El sepelio de Fermí Puig, el insigne cocinero al que un cáncer ha segado la vida, fue una representación cercana a la extraordinaria calidad humana del finado. Hubo ausencias, pero no faltó nadie. Una cohorte de amigos de variados sesgos ideológicos, de diferentes procedencias, cocineros, propietarios de relevantes locales de restauración, políticos, empresarios, periodistas, dirigentes del deporte y, por supuesto, familiares le dieron el último adiós. Se echará de menos a Fermí Puig. Estos días se han publicado numerosos obituarios en los que se glosaban sus virtudes y se lamentaba la tristeza que supondrá no volver a escucharle.

A Fermí, sin duda, había que escucharle. Como conversador fue un tipo extraordinario. Podías pasar un rato con él charlando, debatiendo, discrepando y tener ganas de volver a verle inmediatamente. Culto y empático, su capacidad en la oratoria estaba a la altura de su arte culinario. Fue uno de los grandes, aunque nunca pasó de una estrella Michelin. A los amantes de la buena mesa creo que eso fue lo que menos les importó. Su aventura en el Drolma, el restaurante instalado en el mítico Hotel Majestic, fue un episodio maravilloso para Barcelona y para los admiradores de la distinción en el plato. Como decía, sólo tenía una estrella (Michelin sabrá por qué no hizo justicia con más distinciones) pero el lujo en el espacio y en la mesa estaba asegurado. Las largas tertulias en ese enclave y posteriormente en su restaurante de la calle Balmes, con su reservado tuneado con una valla histórica del campo de Les Corts y con un reclinatorio, símbolo de la devoción por el fútbol heredado de la filosofía de su apóstol Johan Cruyff, tuvieron siempre un toque mágico.

Jordi Basté, uno de sus mejores amigos, tuvo el cuajo de leer ayer en su sepelio una semblanza de Puig. Fue veraz, emotiva y sensible. Como Fermí. Un hombre generoso y cautivador. Basté relató todos los puntos fuertes del cocinero, recordó el firme vínculo que tenía con su país --Cataluña-- y remarcó que lo hizo todo a cambio de nada, sin recibir nada a cambio. Fermí Puig era un tipo encantador, aunque no comulgaras con sus ideas, porque no era un sectario. Tenía sus convicciones y respetaba otros mundos. Con sinceridad, con sentido común y con pasión. Argumentaba sus tesis, pero comprendía otros escenarios. Era un duelo de esgrima florentino, educado, irónico, inteligente. En definitiva, algo poco frecuente en su mundo y también en el de quienes abrazan otras sensibilidades.

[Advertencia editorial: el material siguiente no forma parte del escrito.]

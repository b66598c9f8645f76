use anyhow::Result;
use clap::Parser;
use tracing::{error, info};
use tracing_subscriber::{layer::SubscriberExt, util::SubscriberInitExt, EnvFilter};
mod cli;
mod view;
use cli::{Cli, Commands};

use my_arbolitos::analysis::AnalysisGenerator;
use my_arbolitos::clock::{Clock, SystemClock};
use my_arbolitos::config::Config;
use my_arbolitos::error::TrackerError;
use my_arbolitos::kv;
use my_arbolitos::models::sort_by_latest;
use my_arbolitos::store::HistoryStore;
use my_arbolitos::summary::{insights, summarize};
use my_arbolitos::tracker::Tracker;

#[tokio::main]
async fn main() -> Result<()> {
    let mut config = Config::from_env()?;
    let cli = Cli::parse();

    tracing_subscriber::registry()
        .with(EnvFilter::try_from_default_env().unwrap_or_else(|_| {
            EnvFilter::new(format!("my_arbolitos={}", &config.rust_log))
        }))
        .with(tracing_subscriber::fmt::layer().with_writer(std::io::stderr))
        .init();

    if let Some(backend) = cli.backend {
        config.backend = backend;
    }
    if let Some(path) = cli.store {
        config.store_path = path;
    }
    info!(backend = ?config.backend, "starting my-arbolitos v{}", env!("CARGO_PKG_VERSION"));

    let backend = match kv::open(&config).await {
        Ok(backend) => backend,
        Err(e) => {
            error!(error = %e, "could not open storage");
            eprintln!("Error al abrir el almacenamiento: {}", e);
            return Err(e.into());
        }
    };
    let store = HistoryStore::new(backend);

    run(cli.command, store, &config).await.map_err(report)
}

async fn run(command: Commands, store: HistoryStore, config: &Config) -> Result<(), TrackerError> {
    match command {
        Commands::Analyze(args) => {
            let generator = AnalysisGenerator::system(config.analysis_delay);
            let mut tracker = Tracker::new(store, generator);

            println!("Analizando imagen...");
            let analysis = tracker
                .analyze_file(args.image.as_deref(), &args.plant_id, args.name)
                .await?;
            view::print_analysis(&analysis);
        }
        Commands::List => {
            let mut plants = store.get_all().await?;
            sort_by_latest(&mut plants);
            view::print_plant_list(&plants);
        }
        Commands::View { plant_id } => match store.get_history(&plant_id).await? {
            Some(history) => view::print_timeline(&history),
            None => println!("No se encontró planta con ID {}", plant_id),
        },
        Commands::Summary { plant_id, days } => match store.get_history(&plant_id).await? {
            Some(history) => {
                let summary = summarize(&history, SystemClock.now(), days);
                view::print_summary(&summary, &history, &insights(&history));
            }
            None => println!("No se encontró planta con ID {}", plant_id),
        },
        Commands::Export { plant_id, out } => {
            let path = store.export_to(&out, &plant_id).await?;
            println!("Historial exportado a {}", path.display());
        }
        Commands::Rename { plant_id, name } => {
            let history = store.set_plant_name(&plant_id, Some(name)).await?;
            println!("Planta ID {} ahora se llama '{}'", plant_id, history.display_name());
        }
        Commands::Remove { plant_id } => {
            if store.delete(&plant_id).await? {
                println!("Planta ID {} removida", plant_id);
            } else {
                println!("No se encontró planta con ID {}", plant_id);
            }
        }
    }
    Ok(())
}

/// Prints the user-facing message for a failed command and keeps the
/// details in the log.
fn report(e: TrackerError) -> anyhow::Error {
    if !e.is_input_error() {
        error!(error = %e, "command failed");
    }
    eprintln!("{}", e.user_message());
    e.into()
}
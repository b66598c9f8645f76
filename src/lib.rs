//! Plant health tracking: simulated photo analyses and a per-plant history
//! of them, kept in pluggable key/value storage.

pub mod analysis;
pub mod clock;
pub mod config;
pub mod db;
pub mod error;
pub mod file_store;
pub mod image;
pub mod kv;
pub mod models;
pub mod store;
pub mod summary;
pub mod tracker;
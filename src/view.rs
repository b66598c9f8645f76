use my_arbolitos::models::{HealthBand, PlantAnalysis, PlantHistory};
use my_arbolitos::summary::{HistorySummary, Insight, InsightKind};

pub fn print_analysis(analysis: &PlantAnalysis) {
    let m = &analysis.analysis;
    println!(
        "Planta: '{}'\nFecha: {}\nSalud: {}/100 ({})",
        analysis.plant_id,
        analysis.timestamp.to_rfc3339(),
        m.overall_health_score,
        HealthBand::from_score(m.overall_health_score).label(),
    );
    println!(
        "  Volumen de flores: {}\n  Densidad de flores: {}\n  Color: {}\n  Hojas: {}\n  Estrés: {}\n  Estructura: {}\n  Tricomas: {}",
        m.flower_volume,
        m.flower_density,
        m.color_health,
        m.leaf_condition,
        m.stress_signs,
        m.general_structure,
        m.trichome_development,
    );
    match &analysis.changes_detected {
        Some(changes) => println!(
            "Cambios ({}):\n  {}\n  {}\n  {}",
            changes.health_trend.as_str().to_uppercase(),
            changes.growth_change,
            changes.density_change,
            changes.color_change,
        ),
        None => println!("Cambios: primer análisis de esta planta"),
    }
}

pub fn print_plant_list(plants: &[PlantHistory]) {
    if plants.is_empty() {
        println!("No se encontraron plantas. Analiza tu primera foto para empezar.");
        return;
    }
    println!("Tus plantas ({})", plants.len());
    for plant in plants {
        println!("Nombre: '{}'\nID: '{}'", plant.display_name(), plant.plant_id);
        match plant.latest() {
            Some(latest) => println!(
                "  Salud: {}/100 ({})\n  Análisis: {}\n  Última actualización: {}",
                latest.score(),
                HealthBand::from_score(latest.score()).label(),
                plant.analyses.len(),
                latest.timestamp.format("%Y-%m-%d"),
            ),
            None => println!("  Análisis: Ninguno"),
        }
        println!();
    }
}

pub fn print_timeline(history: &PlantHistory) {
    println!("Línea de tiempo: {}", history.display_name());
    if history.analyses.is_empty() {
        println!("Análisis: Ninguno");
        return;
    }
    for (i, analysis) in history.analyses.iter().enumerate() {
        let m = &analysis.analysis;
        println!(
            "  Análisis {}:\n    Fecha: {}\n    Salud: {}/100\n    Volumen de flores: {}\n    Densidad de flores: {}\n    Hojas: {}",
            i + 1,
            analysis.timestamp.to_rfc3339(),
            m.overall_health_score,
            m.flower_volume,
            m.flower_density,
            m.leaf_condition,
        );
        if let Some(changes) = &analysis.changes_detected {
            println!("    Cambios: {}", changes.health_trend.as_str().to_uppercase());
        }
    }
}

/// Infos shown after the warnings.
const MAX_INFOS: usize = 5;

pub fn print_summary(summary: &HistorySummary, history: &PlantHistory, insights: &[Insight]) {
    println!("Resumen de {} días: {}", summary.period_days, summary.plant_name);
    println!("Período hasta: {}", summary.period_end.format("%Y-%m-%d"));
    println!("  Análisis: {}", summary.analyses);
    match summary.average_score {
        Some(average) => println!("  Salud promedio: {:.1}/100", average),
        None => println!("  Salud promedio: sin datos"),
    }
    if let Some(latest) = summary.latest_score {
        println!("  Última salud: {}/100 ({})", latest, HealthBand::from_score(latest).label());
    }
    if let Some(change) = summary.score_change(history) {
        println!("  Cambio en el período: {:+}", change);
    }
    println!(
        "  Tendencias: {} mejoró, {} estable, {} empeoró",
        summary.improved, summary.stable, summary.worse
    );

    if insights.is_empty() {
        return;
    }
    println!("Observaciones:");
    let infos = insights.iter().filter(|i| i.kind == InsightKind::Info).take(MAX_INFOS);
    for insight in insights.iter().filter(|i| i.kind == InsightKind::Warning).chain(infos) {
        let mark = match insight.kind {
            InsightKind::Warning => "!",
            InsightKind::Info => "-",
        };
        println!("  {} {}", mark, insight.message);
    }
}
use std::collections::BTreeMap;
use std::path::{Path, PathBuf};

use async_trait::async_trait;
use tokio::sync::Mutex;
use tracing::{debug, info};

use crate::error::StoreError;
use crate::kv::KeyValueStore;

/// Durable key/value store kept in a single JSON object on disk.
///
/// The whole map is loaded on open and rewritten on every change, through a
/// temporary file that is renamed over the original. The in-memory map only
/// takes a change once it is on disk.
#[derive(Debug)]
pub struct JsonFileStore {
    path: PathBuf,
    entries: Mutex<BTreeMap<String, String>>,
}

impl JsonFileStore {
    pub async fn open(path: impl AsRef<Path>) -> Result<Self, StoreError> {
        let path = path.as_ref().to_path_buf();
        let entries = match tokio::fs::read_to_string(&path).await {
            Ok(raw) if raw.trim().is_empty() => BTreeMap::new(),
            Ok(raw) => serde_json::from_str(&raw).map_err(|source| StoreError::CorruptFile {
                path: path.clone(),
                source,
            })?,
            Err(e) if e.kind() == std::io::ErrorKind::NotFound => {
                debug!(path = %path.display(), "store file missing, starting empty");
                BTreeMap::new()
            }
            Err(e) => return Err(StoreError::io(&path, e)),
        };
        info!(path = %path.display(), entries = entries.len(), "opened store file");
        Ok(JsonFileStore {
            path,
            entries: Mutex::new(entries),
        })
    }

    async fn persist(&self, entries: &BTreeMap<String, String>) -> Result<(), StoreError> {
        if let Some(parent) = self.path.parent().filter(|p| !p.as_os_str().is_empty()) {
            tokio::fs::create_dir_all(parent)
                .await
                .map_err(|e| StoreError::io(parent, e))?;
        }
        let body = serde_json::to_vec(entries)?;
        let mut tmp = self.path.clone().into_os_string();
        tmp.push(".tmp");
        let tmp = PathBuf::from(tmp);
        tokio::fs::write(&tmp, body)
            .await
            .map_err(|e| StoreError::io(&tmp, e))?;
        tokio::fs::rename(&tmp, &self.path)
            .await
            .map_err(|e| StoreError::io(&self.path, e))
    }
}

#[async_trait]
impl KeyValueStore for JsonFileStore {
    async fn get(&self, key: &str) -> Result<Option<String>, StoreError> {
        Ok(self.entries.lock().await.get(key).cloned())
    }

    async fn set(&self, key: &str, value: &str) -> Result<(), StoreError> {
        let mut entries = self.entries.lock().await;
        let mut staged = entries.clone();
        staged.insert(key.to_string(), value.to_string());
        self.persist(&staged).await?;
        *entries = staged;
        Ok(())
    }

    async fn remove(&self, key: &str) -> Result<bool, StoreError> {
        let mut entries = self.entries.lock().await;
        if !entries.contains_key(key) {
            return Ok(false);
        }
        let mut staged = entries.clone();
        staged.remove(key);
        self.persist(&staged).await?;
        *entries = staged;
        Ok(true)
    }

    async fn keys(&self) -> Result<Vec<String>, StoreError> {
        Ok(self.entries.lock().await.keys().cloned().collect())
    }
}
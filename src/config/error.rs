// Copyright 2026 The Prompt Relay Project
// SPDX-License-Identifier: Apache-2.0

/// All errors that can occur during config loading and validation.
#[derive(Debug, thiserror::Error)]
pub enum ConfigError {
    #[error("invalid regex pattern \"{pattern}\": {source}")]
    InvalidRegex {
        pattern: String,
        source: regex::Error,
    },

    #[error("invalid value \"{value}\" for {key}: {reason}")]
    InvalidValue {
        key: String,
        value: String,
        reason: String,
    },

    #[error("validation error: {0}")]
    Validation(String),
}
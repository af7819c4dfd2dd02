// Copyright 2026 The Prompt Relay Project
// SPDX-License-Identifier: Apache-2.0

use clap::Parser;
use prompt_relay::config;
use prompt_relay::relay::Relay;
use prompt_relay::server;
use prompt_relay::upstream::{ReqwestUpstreamClient, UpstreamClient};

use std::net::{IpAddr, SocketAddr};
use std::sync::Arc;

#[derive(Parser)]
#[command(name = "prompt-relay", about = "Prompt relay and streaming transcoder")]
struct Cli {
    /// Address to bind
    #[arg(long, default_value = "127.0.0.1", env = "RELAY_BIND")]
    bind: IpAddr,

    /// Port to listen on
    #[arg(long, default_value_t = 8787, env = "RELAY_PORT")]
    port: u16,
}

#[tokio::main]
async fn main() {
    tracing_subscriber::fmt()
        .json()
        .with_target(false)
        .with_writer(std::io::stderr)
        .init();

    let cli = Cli::parse();

    let addr = SocketAddr::from((cli.bind, cli.port));
    tracing::info!(%addr, "prompt-relay starting");

    let config = match config::load_config(&config::EnvSource) {
        Ok(c) => Arc::new(c),
        Err(e) => {
            tracing::error!("failed to load config: {e}");
            std::process::exit(1);
        }
    };

    tracing::info!(
        endpoint = %config.endpoint,
        model = %config.default_model,
        upstream_streaming = config.upstream_streaming,
        has_credential = config.api_key.is_some(),
        "config loaded"
    );

    let upstream: Arc<dyn UpstreamClient> =
        Arc::new(ReqwestUpstreamClient::new(reqwest::Client::new(), config.clone()));
    let relay = Arc::new(Relay::new(config, upstream));

    let app = server::build_router(relay);

    let listener = tokio::net::TcpListener::bind(addr)
        .await
        .expect("failed to bind to address");

    tracing::info!(%addr, "prompt-relay listening");

    axum::serve(listener, app)
        .await
        .expect("server error");
}
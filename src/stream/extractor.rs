// Copyright 2026 The Prompt Relay Project
// SPDX-License-Identifier: Apache-2.0

// Delta extractor
//
// Pulls the incremental text fragment out of one data-frame payload.
// Field order: the chat streaming delta first, then the legacy completion
// text field. A payload that fails structured parsing is forwarded
// verbatim: upstream format deviations degrade to best-effort
// passthrough, never to silent data loss. A payload that parses but
// carries no text (role-only delta, finish_reason frame) is meaningless
// and yields nothing.

use super::types::{Extracted, DONE_TOKEN};

/// Extract the text fragment carried by one frame payload.
pub fn extract(line: &str) -> Option<Extracted> {
    let trimmed = line.trim();
    if trimmed.is_empty() {
        return None;
    }
    if trimmed == DONE_TOKEN {
        return Some(Extracted::Done);
    }

    let json: serde_json::Value = match serde_json::from_str(trimmed) {
        Ok(v) => v,
        // Not JSON: pass the raw line through unchanged.
        Err(_) => return Some(Extracted::Text(line.to_string())),
    };

    let choice = json.get("choices").and_then(|c| c.get(0));
    let text = choice
        .and_then(|c| c.get("delta"))
        .and_then(|d| d.get("content"))
        .and_then(|v| v.as_str())
        .filter(|s| !s.is_empty())
        .or_else(|| {
            choice
                .and_then(|c| c.get("text"))
                .and_then(|v| v.as_str())
                .filter(|s| !s.is_empty())
        });

    text.map(|t| Extracted::Text(t.to_string()))
}

/// Single-pass extraction for a fully buffered upstream response.
///
/// Fallback chain: `choices[0].message.content` → `choices[0].text` →
/// `choices[0].delta.content`; with no choices at all, a top-level
/// `output`/`response` string; failing everything, the serialized payload
/// itself rather than nothing.
pub fn extract_full_text(data: &serde_json::Value) -> String {
    if let Some(choice) = data.get("choices").and_then(|c| c.get(0)) {
        return choice
            .get("message")
            .and_then(|m| m.get("content"))
            .and_then(|v| v.as_str())
            .or_else(|| choice.get("text").and_then(|v| v.as_str()))
            .or_else(|| {
                choice
                    .get("delta")
                    .and_then(|d| d.get("content"))
                    .and_then(|v| v.as_str())
            })
            .map(|s| s.to_string())
            .unwrap_or_default();
    }

    if let Some(s) = data.get("output").and_then(|v| v.as_str()) {
        return s.to_string();
    }
    if let Some(s) = data.get("response").and_then(|v| v.as_str()) {
        return s.to_string();
    }

    data.to_string()
}

// ---------------------------------------------------------------------------
// Tests
// ---------------------------------------------------------------------------
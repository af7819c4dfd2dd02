// Upstream client
//
// Issues exactly one HTTP request per relay invocation to the configured
// chat-completions endpoint, in buffered or streaming mode. No retries:
// a partially consumed stream cannot be safely replayed, so a single
// failure is surfaced immediately. Non-success statuses carry the upstream
// body text back verbatim so the caller sees what the provider said.

use std::pin::Pin;
use std::sync::Arc;

use async_trait::async_trait;
use axum::http::StatusCode;
use bytes::Bytes;
use futures_util::stream::Stream;
use futures_util::TryStreamExt;

use crate::config::RelayConfig;

// ---------------------------------------------------------------------------
// Transport types
// ---------------------------------------------------------------------------

/// One outbound completion request, already resolved against config
/// defaults (model and temperature are concrete, not optional).
#[derive(Debug, Clone)]
pub struct CompletionRequest {
    pub prompt: String,
    pub model: String,
    pub temperature: f32,
    pub stream: bool,
}

/// The upstream response body: fully buffered, or a live byte stream.
pub enum UpstreamBody {
    Full(Bytes),
    Stream(Pin<Box<dyn Stream<Item = Result<Bytes, UpstreamError>> + Send>>),
}

/// A successful upstream response.
pub struct UpstreamResponse {
    pub status: StatusCode,
    pub body: UpstreamBody,
}

/// Errors that can occur while talking to the upstream provider.
#[derive(Debug, thiserror::Error)]
pub enum UpstreamError {
    #[error("upstream request failed: {0}")]
    Transport(String),

    #[error("upstream returned status {status}: {body}")]
    Status { status: u16, body: String },
}

// ---------------------------------------------------------------------------
// Trait: UpstreamClient (dependency injection point)
// ---------------------------------------------------------------------------

/// Abstraction over the HTTP client that carries prompts to the provider.
///
/// Implementations must be Send + Sync so they can be shared across request
/// handlers via `Arc`.
#[async_trait]
pub trait UpstreamClient: Send + Sync {
    async fn send(&self, request: CompletionRequest) -> Result<UpstreamResponse, UpstreamError>;
}

// ---------------------------------------------------------------------------
// Request body construction
// ---------------------------------------------------------------------------

/// Build the chat-completions JSON body: the configured system instruction
/// followed by the user prompt, plus sampling parameters and the stream flag.
pub fn completion_body(config: &RelayConfig, request: &CompletionRequest) -> serde_json::Value {
    serde_json::json!({
        "model": request.model,
        "messages": [
            { "role": "system", "content": config.system_prompt },
            { "role": "user", "content": request.prompt },
        ],
        "temperature": request.temperature,
        "max_tokens": config.max_tokens,
        "stream": request.stream,
    })
}

// ---------------------------------------------------------------------------
// Reqwest implementation
// ---------------------------------------------------------------------------

/// Production upstream client backed by `reqwest`.
pub struct ReqwestUpstreamClient {
    client: reqwest::Client,
    config: Arc<RelayConfig>,
}

impl ReqwestUpstreamClient {
    pub fn new(client: reqwest::Client, config: Arc<RelayConfig>) -> Self {
        Self { client, config }
    }
}

#[async_trait]
impl UpstreamClient for ReqwestUpstreamClient {
    async fn send(&self, request: CompletionRequest) -> Result<UpstreamResponse, UpstreamError> {
        // The relay checks the credential before calling; this guards the
        // trait boundary for other callers.
        let key = self
            .config
            .api_key
            .as_deref()
            .ok_or_else(|| UpstreamError::Transport("no API credential configured".to_string()))?;

        let body = completion_body(&self.config, &request);

        let mut req = self
            .client
            .post(&self.config.endpoint)
            .bearer_auth(key)
            .json(&body);

        // A total timeout is only safe on the buffered path; a timed-out
        // stream would drop text the caller has already seen part of.
        if !request.stream {
            if let Some(ms) = self.config.request_timeout_ms {
                req = req.timeout(std::time::Duration::from_millis(ms));
            }
        }

        let resp = req
            .send()
            .await
            .map_err(|e| UpstreamError::Transport(e.to_string()))?;

        let status = StatusCode::from_u16(resp.status().as_u16())
            .map_err(|e| UpstreamError::Transport(e.to_string()))?;

        if !status.is_success() {
            let body = resp.text().await.unwrap_or_default();
            return Err(UpstreamError::Status {
                status: status.as_u16(),
                body,
            });
        }

        if request.stream {
            let stream = resp
                .bytes_stream()
                .map_err(|e| UpstreamError::Transport(e.to_string()));
            Ok(UpstreamResponse {
                status,
                body: UpstreamBody::Stream(Box::pin(stream)),
            })
        } else {
            let bytes = resp
                .bytes()
                .await
                .map_err(|e| UpstreamError::Transport(e.to_string()))?;
            Ok(UpstreamResponse {
                status,
                body: UpstreamBody::Full(bytes),
            })
        }
    }
}

// ---------------------------------------------------------------------------
// Tests
// ---------------------------------------------------------------------------
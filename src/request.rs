// Inbound request representation
//
// One PromptRequest per relay invocation, deserialized either from a JSON
// body (POST) or from the query string (GET, for EventSource clients that
// cannot send a body). Immutable once constructed.

use serde::Deserialize;

/// A single inbound prompt submission.
#[derive(Debug, Clone, Deserialize)]
pub struct PromptRequest {
    /// The free-text prompt. Required; an empty value is rejected before
    /// the content gate runs.
    #[serde(default)]
    pub prompt: String,
    /// Optional model override; the configured default applies otherwise.
    #[serde(default)]
    pub model: Option<String>,
    /// Optional temperature override.
    #[serde(default)]
    pub temperature: Option<f32>,
    /// Whether the caller wants an event-stream response.
    #[serde(default)]
    pub stream: bool,
}

// ---------------------------------------------------------------------------
// Tests
// ---------------------------------------------------------------------------

#[cfg(test)]
mod tests {
    use super::*;

    #[test]
    fn full_body_deserializes() {
        let req: PromptRequest = serde_json::from_str(
            r#"{"prompt":"hello","model":"gpt-4o","temperature":0.7,"stream":true}"#,
        )
        .unwrap();
        assert_eq!(req.prompt, "hello");
        assert_eq!(req.model.as_deref(), Some("gpt-4o"));
        assert_eq!(req.temperature, Some(0.7));
        assert!(req.stream);
    }

    #[test]
    fn missing_optional_fields_default() {
        let req: PromptRequest = serde_json::from_str(r#"{"prompt":"hello"}"#).unwrap();
        assert!(req.model.is_none());
        assert!(req.temperature.is_none());
        assert!(!req.stream);
    }

    #[test]
    fn missing_prompt_defaults_to_empty() {
        // Validation (not deserialization) rejects the empty prompt, so a
        // bodyless `{}` still deserializes.
        let req: PromptRequest = serde_json::from_str("{}").unwrap();
        assert!(req.prompt.is_empty());
    }

    #[test]
    fn query_string_form_deserializes() {
        let req: PromptRequest =
            serde_urlencoded::from_str("prompt=hi%20there&stream=true&temperature=0.3").unwrap();
        assert_eq!(req.prompt, "hi there");
        assert!(req.stream);
        assert_eq!(req.temperature, Some(0.3));
    }
}
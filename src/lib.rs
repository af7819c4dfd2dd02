// Copyright 2026 The Prompt Relay Project
// SPDX-License-Identifier: Apache-2.0

pub mod chunker;
pub mod config;
pub mod gate;
pub mod relay;
pub mod request;
pub mod server;
pub mod sse;
pub(crate) mod stream;
pub mod upstream;
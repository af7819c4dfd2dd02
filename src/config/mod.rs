// Config loader and validator
//
// Reads the relay's configuration surface (upstream endpoint, credential,
// model defaults, disallow terms, chunking parameters) from a ConfigSource,
// validates numeric values, and compiles the disallow-term pattern once.
// The result is read-only for the life of the process.

mod defaults;
mod error;
mod pattern;
mod source;

pub use defaults::{
    default_block_terms, DEFAULT_CHUNK_DELAY_MS, DEFAULT_CHUNK_SIZE, DEFAULT_ENDPOINT,
    DEFAULT_MAX_TOKENS, DEFAULT_MODEL, DEFAULT_SYSTEM_PROMPT, DEFAULT_TEMPERATURE,
};
pub use error::ConfigError;
pub use pattern::CompiledPattern;
pub use source::{ConfigSource, EnvSource, MapSource};

// ---------------------------------------------------------------------------
// Typed config struct
// ---------------------------------------------------------------------------

/// Parsed and validated relay configuration.
///
/// Loaded once at process start and shared behind an `Arc`; never mutated
/// afterwards. The relay constructor receives it explicitly so tests can
/// build configs without touching the environment.
#[derive(Debug)]
pub struct RelayConfig {
    /// Upstream chat-completions endpoint URL.
    pub endpoint: String,
    /// Bearer credential for the upstream. Absence is not a load error:
    /// each request without a credential is answered with a server error.
    pub api_key: Option<String>,
    /// Model used when the caller does not name one.
    pub default_model: String,
    /// Temperature used when the caller does not supply one.
    pub default_temperature: f32,
    /// System instruction prepended to every relayed prompt.
    pub system_prompt: String,
    /// Pre-compiled case-insensitive disallow-term pattern.
    pub disallow: CompiledPattern,
    /// Completion token budget sent upstream.
    pub max_tokens: u32,
    /// Piece size (characters) for simulated streaming.
    pub chunk_size: usize,
    /// Delay between simulated-streaming pieces, in milliseconds.
    pub chunk_delay_ms: u64,
    /// Whether the upstream supports live streaming. When false, callers
    /// asking for a stream get the simulated-chunking fallback.
    pub upstream_streaming: bool,
    /// Total timeout for the buffered upstream call, in milliseconds.
    /// Not applied to live streams, where a partial response cannot be
    /// safely replayed.
    pub request_timeout_ms: Option<u64>,
}

// ---------------------------------------------------------------------------
// Loading
// ---------------------------------------------------------------------------

/// Configuration keys read from the source.
pub mod keys {
    pub const API_KEY: &str = "OPENAI_API_KEY";
    pub const API_KEY_FALLBACK: &str = "LLM_API_KEY";
    pub const ENDPOINT: &str = "OPENAI_API_URL";
    pub const MODEL: &str = "OPENAI_MODEL";
    pub const TEMPERATURE: &str = "OPENAI_TEMPERATURE";
    pub const SYSTEM_PROMPT: &str = "RELAY_SYSTEM_PROMPT";
    pub const BLOCK_TERMS: &str = "RELAY_BLOCK_TERMS";
    pub const MAX_TOKENS: &str = "RELAY_MAX_TOKENS";
    pub const CHUNK_SIZE: &str = "RELAY_CHUNK_SIZE";
    pub const CHUNK_DELAY_MS: &str = "RELAY_CHUNK_DELAY_MS";
    pub const UPSTREAM_STREAMING: &str = "RELAY_UPSTREAM_STREAMING";
    pub const REQUEST_TIMEOUT_MS: &str = "RELAY_REQUEST_TIMEOUT_MS";
}

/// Load and validate the relay configuration from the given source.
///
/// Every value has a default except the credential, whose absence is
/// surfaced per-request rather than at startup.
pub fn load_config(source: &dyn ConfigSource) -> Result<RelayConfig, ConfigError> {
    let api_key = source
        .get(keys::API_KEY)
        .or_else(|| source.get(keys::API_KEY_FALLBACK));

    let endpoint = source
        .get(keys::ENDPOINT)
        .unwrap_or_else(|| DEFAULT_ENDPOINT.to_string());

    let default_model = source
        .get(keys::MODEL)
        .unwrap_or_else(|| DEFAULT_MODEL.to_string());

    let default_temperature = parse_value(source, keys::TEMPERATURE, DEFAULT_TEMPERATURE)?;

    let system_prompt = source
        .get(keys::SYSTEM_PROMPT)
        .unwrap_or_else(|| DEFAULT_SYSTEM_PROMPT.to_string());

    let terms = match source.get(keys::BLOCK_TERMS) {
        Some(raw) => {
            let terms: Vec<String> = raw
                .split(',')
                .map(|t| t.trim().to_string())
                .filter(|t| !t.is_empty())
                .collect();
            if terms.is_empty() {
                return Err(ConfigError::InvalidValue {
                    key: keys::BLOCK_TERMS.to_string(),
                    value: raw,
                    reason: "no non-empty terms".to_string(),
                });
            }
            terms
        }
        None => default_block_terms(),
    };
    let disallow = CompiledPattern::from_terms(&terms)?;

    let max_tokens = parse_value(source, keys::MAX_TOKENS, DEFAULT_MAX_TOKENS)?;
    let chunk_size: usize = parse_value(source, keys::CHUNK_SIZE, DEFAULT_CHUNK_SIZE)?;
    if chunk_size == 0 {
        return Err(ConfigError::InvalidValue {
            key: keys::CHUNK_SIZE.to_string(),
            value: "0".to_string(),
            reason: "chunk size must be positive".to_string(),
        });
    }
    let chunk_delay_ms = parse_value(source, keys::CHUNK_DELAY_MS, DEFAULT_CHUNK_DELAY_MS)?;

    let upstream_streaming = parse_bool(source, keys::UPSTREAM_STREAMING, true)?;

    let request_timeout_ms = match source.get(keys::REQUEST_TIMEOUT_MS) {
        Some(raw) => Some(raw.parse::<u64>().map_err(|e| ConfigError::InvalidValue {
            key: keys::REQUEST_TIMEOUT_MS.to_string(),
            value: raw.clone(),
            reason: e.to_string(),
        })?),
        None => None,
    };

    Ok(RelayConfig {
        endpoint,
        api_key,
        default_model,
        default_temperature,
        system_prompt,
        disallow,
        max_tokens,
        chunk_size,
        chunk_delay_ms,
        upstream_streaming,
        request_timeout_ms,
    })
}

fn parse_value<T: std::str::FromStr>(
    source: &dyn ConfigSource,
    key: &str,
    default: T,
) -> Result<T, ConfigError>
where
    T::Err: std::fmt::Display,
{
    match source.get(key) {
        Some(raw) => raw.parse::<T>().map_err(|e| ConfigError::InvalidValue {
            key: key.to_string(),
            value: raw.clone(),
            reason: e.to_string(),
        }),
        None => Ok(default),
    }
}

fn parse_bool(source: &dyn ConfigSource, key: &str, default: bool) -> Result<bool, ConfigError> {
    match source.get(key) {
        Some(raw) => match raw.as_str() {
            "true" | "1" | "yes" => Ok(true),
            "false" | "0" | "no" => Ok(false),
            _ => Err(ConfigError::InvalidValue {
                key: key.to_string(),
                value: raw,
                reason: "expected a boolean".to_string(),
            }),
        },
        None => Ok(default),
    }
}

// ---------------------------------------------------------------------------
// Tests
// ---------------------------------------------------------------------------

En el panorama estrictamente gastronómico, Fermí Puig, además de grande, fue un tipo clave en el éxito de la cocina catalana en el mundo. Fue amigo de Ferran Adrià y de Santi Santamaria. No pudo evitar la guerra entre ambos, pero terció con valentía en la polémica. Lo argumentó con el poso que tienen quienes pueden opinar porque conocía a fondo a ambos gigantes de la cocina. Echaremos de menos al sabio de la palabra y el fogón.